Trading with emotions is often a problem that hinders rational judgments. The above approach is the answer offered by algo trading through trading automation. In the following article, we will look into algo trading, the definition of it, how it works, and its pros and cons.

Algo Trading Definition

Algo trading is short for algorithmic trading — the use of computer algorithm to automatically make buy or sell decisions in the financial markets. Algo trading operates by analyzing market data and placing trades on the trader’s behalf according to rules that the trader has set. To achieve this, the objective is to develop a trading logic that is more effective and devoid of the subjective judgments that traders are prone to when trading.

How Algo Trading Functions

Though, this is not the most successful or efficient means of doing algo trading. Yet, if you want to get a starting point or just have an idea how this work in practice, you should start with these simple and limited examples.

Defining the Strategy

Developing a trading strategy is the initial stage in algo trading. It might be based on the price rising or falling, or certain technical patterns. For instance, a straightforward trading strategy may be to purchase when the price lowers by 5% and sell when the price rises by 5%.

Programming the Algorithm

Implementing a computer algorithm based on this strategy would be the next stage. This means entering the guidelines and requirements into a computer that can monitor the market and carry out trades without the need for human participation.

Backtesting

The algorithm is backtested via previously collected market data to determine how it would have fared in the past before being put into use. This enhances the strategy’s efficacy and refinement.

Execution

Once this algoritm has been thoroughly back tested, we are ready to hook it up to an exchange or platform to begin making trades. It constantly scans the online market and it detects a trade setup that it deems suitable to its conditions, it opens the trade on autopilot. Most platforms these days have APIs through which algorithms can trade programmatically on the market.

Monitoring

The algorithm needs to be monitored after putting it live to make sure it is doing well. For instance, the duo may need readjusting when the market changes or when other performance metrics require addressing. This might be logging mechanisms to log what the algorithm did, or the performance measures that can be examined later.

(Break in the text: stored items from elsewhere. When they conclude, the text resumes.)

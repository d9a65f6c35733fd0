// Copyright 2026 Open Nexus OS Contributors
// SPDX-License-Identifier: Apache-2.0

//! Process-wide container registry, factory registry, and config loader slot
//! (spec §3 "Global process state"). The C reference keeps these as two
//! module-scope linked lists behind one mutex, lazily initialized; here they
//! are `once_cell::sync::Lazy` statics guarded by `parking_lot::Mutex`, with
//! no `static mut` anywhere.

use std::collections::HashMap;
use std::sync::Arc;

use once_cell::sync::Lazy;
use parking_lot::Mutex;

use crate::{Container, ComponentFactory};

/// A capability `(component_name, uri) -> json`, stashed process-wide for
/// convenience per spec §9 ("Configuration callback... the reference stashes
/// it in a process-wide slot; this is a non-essential choice").
pub type ConfigLoaderFn = Arc<dyn Fn(&str, &str) -> Option<String> + Send + Sync>;

struct GlobalConfig {
    loader: ConfigLoaderFn,
    uri: String,
}

static FACTORIES: Lazy<Mutex<HashMap<String, Arc<dyn ComponentFactory>>>> =
    Lazy::new(|| Mutex::new(HashMap::new()));

static CONTAINERS: Lazy<Mutex<Vec<Arc<Container>>>> = Lazy::new(|| Mutex::new(Vec::new()));

static CONFIG: Lazy<Mutex<Option<GlobalConfig>>> = Lazy::new(|| Mutex::new(None));

/// Installs the process-wide configuration loader (spec §4.4 `config`).
pub fn configure(loader: ConfigLoaderFn, uri: impl Into<String>) {
    *CONFIG.lock() = Some(GlobalConfig {
        loader,
        uri: uri.into(),
    });
}

/// Fetches `name`'s own configuration JSON via the installed loader, if any.
pub fn load_config(name: &str) -> Option<String> {
    let guard = CONFIG.lock();
    let config = guard.as_ref()?;
    (config.loader)(name, &config.uri)
}

/// Registers `factory` under its `type_name`. Returns `false` (silently, per
/// spec §7 "Duplicate container or factory name") if that type is already
/// registered.
pub fn register_factory(factory: Arc<dyn ComponentFactory>) -> bool {
    let mut factories = FACTORIES.lock();
    let type_name = factory.type_name().to_string();
    if factories.contains_key(&type_name) {
        false
    } else {
        factories.insert(type_name, factory);
        true
    }
}

/// Looks up the factory registered for `type_name`, if any.
pub fn find_factory(type_name: &str) -> Option<Arc<dyn ComponentFactory>> {
    FACTORIES.lock().get(type_name).cloned()
}

/// Registers `container` under its name. Returns `false` if the name is
/// already taken (spec §4.4 "Duplicate name returns nothing").
pub fn register_container(container: Arc<Container>) -> bool {
    let mut containers = CONTAINERS.lock();
    if containers.iter().any(|c| c.name() == container.name()) {
        false
    } else {
        containers.push(container);
        true
    }
}

/// Looks up a registered container by name.
pub fn find_container(name: &str) -> Option<Arc<Container>> {
    CONTAINERS.lock().iter().find(|c| c.name() == name).cloned()
}

/// Removes `name` from the registry (called from [`crate::Container::free`]).
pub fn remove_container(name: &str) {
    CONTAINERS.lock().retain(|c| c.name() != name);
}

/// A snapshot of every registered container, indexed by insertion order
/// (spec §4.4 `list_containers`).
pub fn list_containers() -> Vec<(usize, String)> {
    CONTAINERS
        .lock()
        .iter()
        .enumerate()
        .map(|(i, c)| (i, c.name().to_string()))
        .collect()
}

#[cfg(test)]
mod tests {
    use super::*;
    use crate::{Component, ComponentState};

    struct NoopComponent;
    impl Component for NoopComponent {
        fn start(&self) -> bool {
            true
        }
        fn stop(&self) -> bool {
            true
        }
        fn state(&self) -> ComponentState {
            ComponentState::Running
        }
    }

    struct NoopFactory;
    impl ComponentFactory for NoopFactory {
        fn type_name(&self) -> &str {
            "Noop"
        }
        fn build(
            &self,
            _container: &Container,
            _config: &serde_json::Map<String, serde_json::Value>,
        ) -> Option<Arc<dyn Component>> {
            Some(Arc::new(NoopComponent))
        }
    }

    #[test]
    fn duplicate_factory_type_is_rejected() {
        assert!(register_factory(Arc::new(NoopFactory)));
        assert!(!register_factory(Arc::new(NoopFactory)));
    }

    #[test]
    fn duplicate_container_name_is_rejected() {
        let a = Container::alloc("registry-dup-test").unwrap();
        assert!(Container::alloc("registry-dup-test").is_none());
        remove_container(a.name());
    }
}
// Copyright 2026 Open Nexus OS Contributors
// SPDX-License-Identifier: Apache-2.0

//! A time-driven job scheduler (spec C2): one dispatcher thread per
//! [`Scheduler`] that sleeps until the earliest due schedule, hands its
//! function to a [`threadpool::ThreadPool`], reschedules it, and honors
//! add/remove/delete.
//!
//! Grounded directly on `examples/original_source/src/c/scheduler.c`
//! (`iot_scheduler_thread`, `iot_schedule_add`/`_remove`/`_delete`); the
//! dispatcher algorithm and lock discipline below are a line-for-line
//! translation of that loop into `std::sync::Condvar`/`Mutex`, matching the
//! `Condvar`-driven dispatcher shape also used by
//! `examples/other_examples/.../job_scheduler-src-scheduler.rs.rs`.

#![forbid(unsafe_code)]

mod queue;
mod schedule;
mod time;

pub use queue::ScheduleQueue;
pub use schedule::{Job, Schedule};
pub use threadpool::ThreadPool;

use std::panic::{catch_unwind, AssertUnwindSafe};
use std::sync::atomic::{AtomicU64, Ordering};
use std::sync::{Arc, Condvar, Mutex};
use std::thread::{self, JoinHandle};
use std::time::Duration;

/// A handle to a created [`Schedule`]; owning one keeps the schedule alive.
pub type ScheduleHandle = Arc<Schedule>;

/// Errors raised by scheduler operations.
#[derive(Debug, thiserror::Error)]
pub enum SchedulerError {
    /// `period_ns` must be greater than zero (spec §3).
    #[error("period must be greater than zero")]
    InvalidPeriod,
}

struct SchedulerState {
    active: ScheduleQueue,
    idle: ScheduleQueue,
    running: bool,
}

/// Owns the dispatcher thread, the active/idle schedule queues, and a
/// handle to the external thread pool jobs are posted to.
pub struct Scheduler {
    pool: Arc<dyn ThreadPool>,
    state: Mutex<SchedulerState>,
    cond: Condvar,
    dispatcher: parking_lot::Mutex<Option<JoinHandle<()>>>,
    next_id: AtomicU64,
}

impl Scheduler {
    /// Creates an idle scheduler. The dispatcher thread is not started until
    /// [`Scheduler::start`] is called.
    pub fn new(pool: Arc<dyn ThreadPool>) -> Arc<Self> {
        Arc::new(Self {
            pool,
            state: Mutex::new(SchedulerState {
                active: ScheduleQueue::new(),
                idle: ScheduleQueue::new(),
                running: false,
            }),
            cond: Condvar::new(),
            dispatcher: parking_lot::Mutex::new(None),
            next_id: AtomicU64::new(1),
        })
    }

    /// Returns another handle to this scheduler. Equivalent to `Arc::clone`;
    /// kept as a named method to mirror the spec's `add_ref` contract (spec
    /// §4.2). There is no explicit `free`: dropping the last `Arc` runs
    /// [`Drop`], which stops the dispatcher.
    pub fn add_ref(self: &Arc<Self>) -> Arc<Self> {
        Arc::clone(self)
    }

    pub fn thread_pool(&self) -> Arc<dyn ThreadPool> {
        Arc::clone(&self.pool)
    }

    /// Spawns the dispatcher thread. Idempotent once running.
    pub fn start(self: &Arc<Self>) {
        {
            let mut state = self.state.lock().unwrap_or_else(|e| e.into_inner());
            if state.running {
                return;
            }
            state.running = true;
        }
        let scheduler = Arc::clone(self);
        let handle = thread::spawn(move || dispatcher_loop(scheduler));
        *self.dispatcher.lock() = Some(handle);
    }

    /// Clears `running`, wakes the dispatcher, waits for the thread pool to
    /// drain in-flight work, and joins the dispatcher thread. Idempotent.
    pub fn stop(&self) {
        {
            let mut state = self.state.lock().unwrap_or_else(|e| e.into_inner());
            if !state.running {
                return;
            }
            state.running = false;
        }
        self.cond.notify_all();
        self.pool.wait();
        if let Some(handle) = self.dispatcher.lock().take() {
            let _ = handle.join();
        }
    }

    /// Creates a schedule and links it into the idle queue.
    ///
    /// `start_in` of zero fires immediately once added (spec: `start_ns` of
    /// 0 means "fires immediately on add"). `repeat` of 0 means infinite;
    /// `N` means fire exactly `N` times.
    pub fn schedule_create(
        &self,
        job: impl Fn() + Send + Sync + 'static,
        period: Duration,
        start_in: Duration,
        repeat: u64,
        priority: Option<i32>,
    ) -> Result<ScheduleHandle, SchedulerError> {
        let period_ns = period.as_nanos() as u64;
        if period_ns == 0 {
            return Err(SchedulerError::InvalidPeriod);
        }
        let id = self.next_id.fetch_add(1, Ordering::SeqCst);
        let next_start_ns = time::now_ns() + start_in.as_nanos() as u64;
        let schedule = Schedule::new(id, Arc::new(job), period_ns, next_start_ns, repeat, priority);
        let mut state = self.state.lock().unwrap_or_else(|e| e.into_inner());
        state.idle.insert(Arc::clone(&schedule));
        Ok(schedule)
    }

    /// Moves `schedule` from the idle to the active queue. Returns `true` if
    /// it was idle (state changed); `false` if it was already active.
    pub fn schedule_add(&self, schedule: &ScheduleHandle) -> bool {
        let mut state = self.state.lock().unwrap_or_else(|e| e.into_inner());
        if schedule.is_scheduled() {
            return false;
        }
        state.idle.remove(schedule);
        state.active.insert(Arc::clone(schedule));
        schedule.set_scheduled(true);
        let became_head = state
            .active
            .front()
            .map(|front| Arc::ptr_eq(front, schedule))
            .unwrap_or(false);
        if became_head && state.running {
            self.cond.notify_all();
        }
        true
    }

    /// Moves `schedule` from the active to the idle queue. Returns `true` if
    /// it was active (state changed).
    ///
    /// Matches `iot_schedule_remove`: takes effect immediately but, like the
    /// C reference, does not wake the dispatcher even when the removed
    /// schedule was the head. A sleeping dispatcher is woken by its own
    /// stale deadline and simply re-evaluates the (now different) head at
    /// that point; it never posts the removed schedule's job again.
    pub fn schedule_remove(&self, schedule: &ScheduleHandle) -> bool {
        let mut state = self.state.lock().unwrap_or_else(|e| e.into_inner());
        if !schedule.is_scheduled() {
            return false;
        }
        state.active.remove(schedule);
        state.idle.insert(Arc::clone(schedule));
        schedule.set_scheduled(false);
        true
    }

    /// Unlinks `schedule` from whichever queue holds it and drops it.
    pub fn schedule_delete(&self, schedule: ScheduleHandle) {
        let mut state = self.state.lock().unwrap_or_else(|e| e.into_inner());
        if schedule.is_scheduled() {
            state.active.remove(&schedule);
        } else {
            state.idle.remove(&schedule);
        }
    }
}

impl Drop for Scheduler {
    fn drop(&mut self) {
        self.stop();
    }
}

fn dispatcher_loop(scheduler: Arc<Scheduler>) {
    loop {
        let guard = scheduler.state.lock().unwrap_or_else(|e| e.into_inner());
        if !guard.running {
            return;
        }
        let deadline_ns = match guard.active.front() {
            Some(s) => s.next_start_ns(),
            None => time::now_ns() + Duration::from_secs(1).as_nanos() as u64,
        };
        let wait_for = time::duration_until(deadline_ns);
        let (mut guard, timeout) = scheduler
            .cond
            .wait_timeout(guard, wait_for)
            .unwrap_or_else(|e| e.into_inner());

        if !guard.running {
            return;
        }
        if !timeout.timed_out() {
            // Signaled: active queue's head (or `running`) changed. Loop
            // back around to recompute the deadline against the new state.
            continue;
        }
        let Some(current) = guard.active.pop_front() else {
            continue;
        };
        dispatch_one(&scheduler, &mut guard, current);
    }
}

fn dispatch_one(scheduler: &Arc<Scheduler>, state: &mut SchedulerState, current: ScheduleHandle) {
    let job = current.job();
    let priority = current.priority();
    scheduler.pool.add_work(
        Box::new(move || {
            if let Err(panic) = catch_unwind(AssertUnwindSafe(|| (*job)())) {
                log::error!("scheduled job panicked: {:?}", panic_message(&panic));
            }
        }),
        priority,
    );

    let now = time::now_ns();
    current.set_next_start_ns(now + current.period_ns());

    let remaining = current.remaining();
    if remaining != 0 {
        let new_remaining = remaining - 1;
        current.set_remaining(new_remaining);
        if new_remaining == 0 {
            current.set_scheduled(false);
            state.idle.insert(current);
            return;
        }
    }
    current.set_scheduled(true);
    state.active.insert(current);
}

fn panic_message(payload: &Box<dyn std::any::Any + Send>) -> &str {
    if let Some(s) = payload.downcast_ref::<&str>() {
        s
    } else if let Some(s) = payload.downcast_ref::<String>() {
        s.as_str()
    } else {
        "non-string panic payload"
    }
}

#[cfg(test)]
mod tests {
    use super::*;
    use std::sync::atomic::AtomicU32;
    use std::thread::sleep;
    use threadpool::FixedThreadPool;

    fn pool(n: usize) -> Arc<FixedThreadPool> {
        let p = FixedThreadPool::new(n);
        p.start();
        p
    }

    #[test]
    fn zero_period_is_rejected() {
        let scheduler = Scheduler::new(pool(1));
        let err = scheduler
            .schedule_create(|| {}, Duration::from_secs(0), Duration::ZERO, 0, None)
            .unwrap_err();
        assert!(matches!(err, SchedulerError::InvalidPeriod));
    }

    #[test]
    fn newly_created_schedule_starts_idle() {
        let scheduler = Scheduler::new(pool(1));
        let counter = Arc::new(AtomicU32::new(0));
        let c = Arc::clone(&counter);
        let handle = scheduler
            .schedule_create(
                move || {
                    c.fetch_add(1, Ordering::SeqCst);
                },
                Duration::from_millis(10),
                Duration::ZERO,
                0,
                None,
            )
            .unwrap();
        assert!(!handle.is_scheduled());
        scheduler.start();
        sleep(Duration::from_millis(100));
        scheduler.stop();
        assert_eq!(counter.load(Ordering::SeqCst), 0);
    }

    #[test]
    fn basic_dispatch_fires_added_schedules_only() {
        let scheduler = Scheduler::new(pool(4));
        let a = Arc::new(AtomicU32::new(0));
        let b = Arc::new(AtomicU32::new(0));
        let c = Arc::new(AtomicU32::new(0));

        let ha = {
            let a = Arc::clone(&a);
            scheduler
                .schedule_create(
                    move || {
                        a.fetch_add(1, Ordering::SeqCst);
                    },
                    Duration::from_millis(100),
                    Duration::ZERO,
                    0,
                    None,
                )
                .unwrap()
        };
        let hb = {
            let b = Arc::clone(&b);
            scheduler
                .schedule_create(
                    move || {
                        b.fetch_add(1, Ordering::SeqCst);
                    },
                    Duration::from_millis(300),
                    Duration::ZERO,
                    0,
                    None,
                )
                .unwrap()
        };
        let _hc = {
            let c = Arc::clone(&c);
            scheduler
                .schedule_create(
                    move || {
                        c.fetch_add(1, Ordering::SeqCst);
                    },
                    Duration::from_millis(300),
                    Duration::ZERO,
                    0,
                    None,
                )
                .unwrap()
        };

        scheduler.schedule_add(&ha);
        scheduler.schedule_add(&hb);
        scheduler.start();
        sleep(Duration::from_millis(700));
        scheduler.stop();

        assert!(a.load(Ordering::SeqCst) > 0);
        assert!(b.load(Ordering::SeqCst) > 0);
        assert_eq!(c.load(Ordering::SeqCst), 0);
    }

    #[test]
    fn finite_repeat_fires_exactly_n_times() {
        let scheduler = Scheduler::new(pool(2));
        let counter = Arc::new(AtomicU32::new(0));
        let c = Arc::clone(&counter);
        let handle = scheduler
            .schedule_create(
                move || {
                    c.fetch_add(1, Ordering::SeqCst);
                },
                Duration::from_millis(50),
                Duration::ZERO,
                5,
                None,
            )
            .unwrap();
        scheduler.schedule_add(&handle);
        scheduler.start();
        sleep(Duration::from_millis(800));
        scheduler.stop();
        assert_eq!(counter.load(Ordering::SeqCst), 5);
        assert!(!handle.is_scheduled());
    }

    #[test]
    fn remove_silences_future_firings() {
        let scheduler = Scheduler::new(pool(2));
        let counter = Arc::new(AtomicU32::new(0));
        let c = Arc::clone(&counter);
        let handle = scheduler
            .schedule_create(
                move || {
                    c.fetch_add(1, Ordering::SeqCst);
                },
                Duration::from_millis(20),
                Duration::ZERO,
                0,
                None,
            )
            .unwrap();
        scheduler.schedule_add(&handle);
        scheduler.start();
        sleep(Duration::from_millis(100));
        scheduler.schedule_remove(&handle);
        let after_remove = counter.load(Ordering::SeqCst);
        sleep(Duration::from_millis(200));
        scheduler.stop();
        // allow one in-flight firing to land right after the remove call
        assert!(counter.load(Ordering::SeqCst) <= after_remove + 1);
    }

    #[test]
    fn stop_is_idempotent() {
        let scheduler = Scheduler::new(pool(1));
        scheduler.start();
        scheduler.stop();
        scheduler.stop();
    }

    #[test]
    fn schedule_add_twice_is_noop() {
        let scheduler = Scheduler::new(pool(1));
        let handle = scheduler
            .schedule_create(|| {}, Duration::from_millis(10), Duration::ZERO, 0, None)
            .unwrap();
        assert!(scheduler.schedule_add(&handle));
        assert!(!scheduler.schedule_add(&handle));
    }
}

Strategies for Algo Trading

Here are some cases of indications that might be helpful in algo trading strategies.

Volume Weighted Average Price

VWAP can be used in a trading strategy that aims to execute an order at or as close as possible to the volume weighted average price. It seeks to avoid large price shifts from the taking effect and parts of an order are completed within an order placed or from spreading across different exchanges. This is done by splitting up large orders into smaller parts and spreading them out over time with the hope of receiving an average price set by the market.

Time Weighted Average Price

TWAP strategy is much like a VWAP strategy in terms of initiating trades over a set period but does not factor in volume. This tactic is used to prevent a large order from impacting the market and market price until it can be spread over time.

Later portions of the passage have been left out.